TRY IT -> All lines from the entries below that contain the string "InMemoryCustomerState" should be copied out.

_ _ _ _ _

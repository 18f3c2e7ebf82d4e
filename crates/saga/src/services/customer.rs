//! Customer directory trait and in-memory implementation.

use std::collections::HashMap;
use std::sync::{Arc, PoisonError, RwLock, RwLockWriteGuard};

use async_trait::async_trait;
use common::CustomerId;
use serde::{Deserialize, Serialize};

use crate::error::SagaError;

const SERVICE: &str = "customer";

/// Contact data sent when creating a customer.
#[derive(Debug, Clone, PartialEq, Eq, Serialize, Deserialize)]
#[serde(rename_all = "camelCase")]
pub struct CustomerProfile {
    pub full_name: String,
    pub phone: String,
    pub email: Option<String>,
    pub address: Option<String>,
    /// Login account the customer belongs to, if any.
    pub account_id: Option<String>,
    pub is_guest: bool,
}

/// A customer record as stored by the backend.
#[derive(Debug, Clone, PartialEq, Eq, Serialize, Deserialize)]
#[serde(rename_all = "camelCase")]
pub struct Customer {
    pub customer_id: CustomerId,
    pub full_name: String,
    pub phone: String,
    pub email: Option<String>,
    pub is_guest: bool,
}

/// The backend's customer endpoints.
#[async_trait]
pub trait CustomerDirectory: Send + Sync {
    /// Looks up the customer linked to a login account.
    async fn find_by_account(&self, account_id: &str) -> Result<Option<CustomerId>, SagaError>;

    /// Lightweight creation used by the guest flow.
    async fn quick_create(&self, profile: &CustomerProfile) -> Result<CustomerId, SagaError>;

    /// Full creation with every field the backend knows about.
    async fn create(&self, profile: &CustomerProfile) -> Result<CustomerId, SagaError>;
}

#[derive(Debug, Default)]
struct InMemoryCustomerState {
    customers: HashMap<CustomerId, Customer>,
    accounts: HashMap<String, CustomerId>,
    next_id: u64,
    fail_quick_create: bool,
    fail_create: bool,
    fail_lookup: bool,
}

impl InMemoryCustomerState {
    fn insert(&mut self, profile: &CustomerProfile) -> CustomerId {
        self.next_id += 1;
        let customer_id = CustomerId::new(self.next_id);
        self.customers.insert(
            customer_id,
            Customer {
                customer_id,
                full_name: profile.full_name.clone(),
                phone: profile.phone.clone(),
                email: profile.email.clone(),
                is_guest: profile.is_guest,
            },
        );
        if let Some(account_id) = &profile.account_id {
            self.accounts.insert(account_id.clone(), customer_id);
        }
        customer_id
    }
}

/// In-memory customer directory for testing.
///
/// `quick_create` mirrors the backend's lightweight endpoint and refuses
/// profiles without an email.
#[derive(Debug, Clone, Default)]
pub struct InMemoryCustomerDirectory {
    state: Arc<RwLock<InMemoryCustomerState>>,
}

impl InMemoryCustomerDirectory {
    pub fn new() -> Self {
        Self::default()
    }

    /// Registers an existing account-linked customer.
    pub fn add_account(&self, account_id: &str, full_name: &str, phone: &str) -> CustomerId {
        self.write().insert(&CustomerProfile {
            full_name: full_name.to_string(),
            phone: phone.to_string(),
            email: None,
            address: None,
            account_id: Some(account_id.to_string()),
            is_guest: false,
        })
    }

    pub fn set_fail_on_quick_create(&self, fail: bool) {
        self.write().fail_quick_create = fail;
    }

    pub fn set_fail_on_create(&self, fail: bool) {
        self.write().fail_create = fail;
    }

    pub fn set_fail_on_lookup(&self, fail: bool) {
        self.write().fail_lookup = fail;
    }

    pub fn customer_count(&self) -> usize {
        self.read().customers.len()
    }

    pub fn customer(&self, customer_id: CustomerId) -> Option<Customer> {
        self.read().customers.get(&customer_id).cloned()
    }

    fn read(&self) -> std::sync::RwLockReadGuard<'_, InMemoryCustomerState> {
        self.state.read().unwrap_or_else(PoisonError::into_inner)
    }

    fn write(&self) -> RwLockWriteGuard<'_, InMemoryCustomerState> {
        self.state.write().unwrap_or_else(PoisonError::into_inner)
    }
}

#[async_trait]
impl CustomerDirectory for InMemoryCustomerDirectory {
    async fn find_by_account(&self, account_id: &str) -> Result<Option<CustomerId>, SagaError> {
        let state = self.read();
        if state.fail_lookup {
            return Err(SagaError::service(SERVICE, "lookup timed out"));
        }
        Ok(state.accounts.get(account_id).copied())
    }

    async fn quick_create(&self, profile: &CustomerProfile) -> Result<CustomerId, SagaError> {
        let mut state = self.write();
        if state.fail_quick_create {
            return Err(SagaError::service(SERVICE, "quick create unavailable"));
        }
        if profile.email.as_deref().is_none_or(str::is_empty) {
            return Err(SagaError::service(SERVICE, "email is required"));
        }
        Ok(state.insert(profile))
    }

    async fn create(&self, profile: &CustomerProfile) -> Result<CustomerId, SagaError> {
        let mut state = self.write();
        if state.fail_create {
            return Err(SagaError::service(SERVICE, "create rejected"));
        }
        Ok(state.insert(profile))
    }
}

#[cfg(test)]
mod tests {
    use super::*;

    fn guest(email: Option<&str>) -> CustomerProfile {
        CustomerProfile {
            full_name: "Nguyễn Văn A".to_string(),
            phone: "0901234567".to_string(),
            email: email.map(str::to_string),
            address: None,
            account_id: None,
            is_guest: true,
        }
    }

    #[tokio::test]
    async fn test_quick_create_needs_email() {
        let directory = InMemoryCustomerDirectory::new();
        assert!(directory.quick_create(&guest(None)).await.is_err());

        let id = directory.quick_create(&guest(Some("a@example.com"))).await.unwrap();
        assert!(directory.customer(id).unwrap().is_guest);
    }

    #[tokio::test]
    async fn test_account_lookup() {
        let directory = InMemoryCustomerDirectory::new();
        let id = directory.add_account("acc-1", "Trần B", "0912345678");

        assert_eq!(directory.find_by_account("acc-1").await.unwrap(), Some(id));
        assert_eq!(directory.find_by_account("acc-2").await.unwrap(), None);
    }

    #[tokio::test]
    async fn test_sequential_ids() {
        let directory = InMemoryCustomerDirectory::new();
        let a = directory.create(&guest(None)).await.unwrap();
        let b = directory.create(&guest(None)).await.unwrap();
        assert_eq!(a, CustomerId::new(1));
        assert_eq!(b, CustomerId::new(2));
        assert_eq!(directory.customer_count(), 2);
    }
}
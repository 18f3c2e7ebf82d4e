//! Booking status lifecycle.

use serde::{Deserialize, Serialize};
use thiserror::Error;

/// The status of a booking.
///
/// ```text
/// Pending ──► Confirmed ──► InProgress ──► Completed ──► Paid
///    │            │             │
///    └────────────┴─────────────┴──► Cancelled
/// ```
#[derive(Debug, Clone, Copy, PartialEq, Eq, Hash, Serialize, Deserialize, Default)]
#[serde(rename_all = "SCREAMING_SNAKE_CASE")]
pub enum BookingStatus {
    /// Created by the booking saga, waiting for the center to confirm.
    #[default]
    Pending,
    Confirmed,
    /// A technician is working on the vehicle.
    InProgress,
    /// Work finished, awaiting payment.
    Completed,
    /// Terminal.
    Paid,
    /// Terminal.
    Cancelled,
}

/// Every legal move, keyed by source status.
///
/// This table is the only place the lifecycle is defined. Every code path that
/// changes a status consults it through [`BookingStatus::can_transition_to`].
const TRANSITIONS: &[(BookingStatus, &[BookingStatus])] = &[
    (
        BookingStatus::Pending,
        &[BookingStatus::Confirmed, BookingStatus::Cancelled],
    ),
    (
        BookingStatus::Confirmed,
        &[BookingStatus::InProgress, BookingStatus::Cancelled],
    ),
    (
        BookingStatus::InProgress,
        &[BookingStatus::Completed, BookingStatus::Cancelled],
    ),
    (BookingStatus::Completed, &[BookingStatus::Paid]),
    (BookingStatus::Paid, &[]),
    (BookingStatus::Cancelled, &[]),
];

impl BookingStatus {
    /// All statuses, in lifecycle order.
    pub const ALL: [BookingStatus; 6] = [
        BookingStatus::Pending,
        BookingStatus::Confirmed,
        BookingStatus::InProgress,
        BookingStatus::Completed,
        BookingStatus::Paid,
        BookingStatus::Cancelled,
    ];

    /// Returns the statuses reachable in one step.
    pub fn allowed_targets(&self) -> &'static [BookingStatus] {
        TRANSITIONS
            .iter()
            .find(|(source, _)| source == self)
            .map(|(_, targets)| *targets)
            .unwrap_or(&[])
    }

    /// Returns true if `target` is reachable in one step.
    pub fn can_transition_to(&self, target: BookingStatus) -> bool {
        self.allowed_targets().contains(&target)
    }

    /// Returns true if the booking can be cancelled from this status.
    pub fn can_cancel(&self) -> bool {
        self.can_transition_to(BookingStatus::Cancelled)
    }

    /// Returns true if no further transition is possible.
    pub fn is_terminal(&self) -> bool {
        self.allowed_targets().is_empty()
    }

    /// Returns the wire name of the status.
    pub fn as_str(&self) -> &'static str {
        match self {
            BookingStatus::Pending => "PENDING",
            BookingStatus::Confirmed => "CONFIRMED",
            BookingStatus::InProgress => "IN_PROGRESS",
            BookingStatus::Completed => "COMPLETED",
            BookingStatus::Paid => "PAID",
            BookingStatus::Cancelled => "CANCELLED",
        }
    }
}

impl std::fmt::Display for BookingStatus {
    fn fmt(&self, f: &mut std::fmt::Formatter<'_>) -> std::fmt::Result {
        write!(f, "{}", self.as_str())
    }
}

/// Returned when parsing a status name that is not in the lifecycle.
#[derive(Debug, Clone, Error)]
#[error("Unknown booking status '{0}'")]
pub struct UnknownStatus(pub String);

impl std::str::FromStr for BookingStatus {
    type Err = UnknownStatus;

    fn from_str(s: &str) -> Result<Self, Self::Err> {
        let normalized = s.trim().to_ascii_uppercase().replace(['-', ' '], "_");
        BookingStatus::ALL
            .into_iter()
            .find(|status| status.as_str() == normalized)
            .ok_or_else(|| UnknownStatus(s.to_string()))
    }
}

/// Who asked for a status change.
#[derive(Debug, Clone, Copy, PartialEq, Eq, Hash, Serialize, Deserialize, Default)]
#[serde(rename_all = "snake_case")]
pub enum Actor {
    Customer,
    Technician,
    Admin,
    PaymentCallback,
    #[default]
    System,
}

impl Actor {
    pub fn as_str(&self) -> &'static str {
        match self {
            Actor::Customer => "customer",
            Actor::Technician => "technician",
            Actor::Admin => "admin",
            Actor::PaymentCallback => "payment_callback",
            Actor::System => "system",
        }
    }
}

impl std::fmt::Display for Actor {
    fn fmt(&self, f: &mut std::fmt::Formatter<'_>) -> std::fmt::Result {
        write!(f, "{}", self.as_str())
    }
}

_ _ _ _ _

ANSWER TO THIS PROBLEM ->
struct InMemoryCustomerState {
impl InMemoryCustomerState {
    state: Arc<RwLock<InMemoryCustomerState>>,
    fn read(&self) -> std::sync::RwLockReadGuard<'_, InMemoryCustomerState> {
    fn write(&self) -> RwLockWriteGuard<'_, InMemoryCustomerState> {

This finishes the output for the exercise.